Escritas

O Presente Efémero

Paulo Jorge LG



É verdade, comovo-me e sensibilizo-me tanto com as fotos antigas como estar em sítios ou lugares históricos, transporto-me para as épocas em questão, com a mesma facilidade como quando a ouvir as minhas músicas idílicas, sinto-me em casa no meio daqueles espectros que vagueiam perdidos no tempo, e encarno as suas mágoas ou mais propriamente dito as minhas próprias mágoas neles reflectidos, desta maneira mitigadas nas minhas ou deles, lágrimas choradas, hoje ou outrora derramadas.

Já repararam que a nossa vida resume-se ao fim ao cabo, ao presente corrente e contínuo que sucumbe em instantâneos efémeros, o momento que passou desaparece para sempre impreterivelmente no passado longínquo, e o futuro incerto como tal nunca existe precocemente, só se realiza e apenas se consome em presente activo para desvanecer novamente na história passada.

O Universo em si não tem memórias nem poderes adivinhatórios, essa função foi-nos delegada a nós como seres conscientes, somos nós parte integrante do Cosmos que culturalmente guardamos o passado e através da imaginação, prescrevemos o futuro que soçobra aos nossos pés.

Logo se o Universo é o Corpo físico, nós somos a sua própria Alma, numa dualidade semiótica e biunívoca.

O sentido da vida apesar de não parecer é essencialmente compreender apenas e literalmente isso.

Sendo assim a minha, nossa vida cumpriu-se plenamente ao apreendermos a relatividade intrínseca dos factos irreais materializados um dia, mas prematuramente condenados à etérea extinção assintomática.

Tudo o resto que gira à nossa volta é assim veramente acessório espiritualmente, sendo que materialmente somos ainda muito reptilianamente cerebrais, sobrepondo em demasia os instintos primários, e quanto a isso não há nada a fazer entretanto, temos de sofrer com essas carências libidinosas quotidianas e mundanas, juntando a esse descontentamento a busca incessante da enigmática paz existencial entretanto mil vezes julgada alcançada e arrumada, tão custosamente, dolorosamente e introspectivamente vivida.

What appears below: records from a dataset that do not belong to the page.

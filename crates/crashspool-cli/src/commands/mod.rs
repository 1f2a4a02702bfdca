//! CLI subcommands

pub mod force;
pub mod ingest;
pub mod list;
pub mod purge;
pub mod status;
pub mod upload;

use std::sync::Arc;
use std::time::Duration;

use anyhow::{Context, Result};
use crashspool_core::config::Config;
use crashspool_core::ports::StaticConsent;
use crashspool_store::{ReportStore, StoreLimits};
use crashspool_upload::{HttpUploader, UploadCoordinator, UploadEvent};
use tokio::sync::mpsc;

/// Open the spool configured in `config`.
pub(crate) fn open_store(config: &Config) -> Arc<ReportStore> {
    Arc::new(ReportStore::new(
        config.store.dir.clone(),
        StoreLimits::from(&config.store),
    ))
}

/// Build a one-shot coordinator over `store` from the configuration.
pub(crate) fn build_coordinator(
    config: &Config,
    store: Arc<ReportStore>,
    events: Option<mpsc::UnboundedSender<UploadEvent>>,
) -> Result<UploadCoordinator> {
    let uploader = Arc::new(
        HttpUploader::new(
            config.upload.url.clone(),
            Duration::from_secs(config.upload.timeout_secs),
        )
        .context("building upload client")?,
    );
    let consent = Arc::new(StaticConsent::new(config.upload.consent));
    let mut coordinator =
        UploadCoordinator::new(store, uploader, consent, config.upload.max_tries);
    if let Some(events) = events {
        coordinator = coordinator.with_events(events);
    }
    Ok(coordinator)
}
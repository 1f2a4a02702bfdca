//! Status command - upload status lookup by local id

use anyhow::Result;
use clap::Args;
use crashspool_core::config::Config;
use crashspool_core::domain::LocalId;
use crashspool_upload::UploadStatus;

use crate::output::Output;

use super::{build_coordinator, open_store};

#[derive(Debug, Args)]
pub struct StatusCommand {
    /// Local id of the report
    pub local_id: LocalId,
}

impl StatusCommand {
    pub fn execute(&self, config: &Config, out: &Output) -> Result<()> {
        let store = open_store(config);
        let coordinator = build_coordinator(config, store, None)?;
        let status = coordinator.status(self.local_id.as_str())?;

        if out.is_json() {
            out.print_json(&status_json(self.local_id.as_str(), &status));
            return Ok(());
        }

        match status {
            UploadStatus::Uploaded { remote_id } => match remote_id {
                Some(remote_id) => {
                    println!("{}: uploaded (remote id {remote_id})", self.local_id)
                }
                None => println!("{}: uploaded", self.local_id),
            },
            UploadStatus::Pending { attempts } => {
                println!("{}: pending ({attempts} attempt(s))", self.local_id)
            }
            UploadStatus::Forced { attempts } => {
                println!("{}: forced ({attempts} attempt(s))", self.local_id)
            }
            UploadStatus::Skipped { attempts } => {
                println!(
                    "{}: skipped after {attempts} attempt(s); use `crashspool force` to retry",
                    self.local_id
                )
            }
            UploadStatus::Unknown => out.error(&format!("no report matches {}", self.local_id)),
        }
        Ok(())
    }
}

fn status_json(local_id: &str, status: &UploadStatus) -> serde_json::Value {
    match status {
        UploadStatus::Uploaded { remote_id } => serde_json::json!({
            "local_id": local_id, "status": "uploaded", "remote_id": remote_id,
        }),
        UploadStatus::Pending { attempts } => serde_json::json!({
            "local_id": local_id, "status": "pending", "attempts": attempts,
        }),
        UploadStatus::Forced { attempts } => serde_json::json!({
            "local_id": local_id, "status": "forced", "attempts": attempts,
        }),
        UploadStatus::Skipped { attempts } => serde_json::json!({
            "local_id": local_id, "status": "skipped", "attempts": attempts,
        }),
        UploadStatus::Unknown => serde_json::json!({
            "local_id": local_id, "status": "unknown",
        }),
    }
}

A amargura existencial da Humanidade vem ao de cimo, com o entendimento da sua irrelevância infinita e o fim inequívoco da sua viagem interior, que lhe possibilitou o conhecimento da transcendência da sua verdade induzida, mergulhando nas profundezas do indizível metafisico, e que tão poucos ousaram contemplar e perscrutar.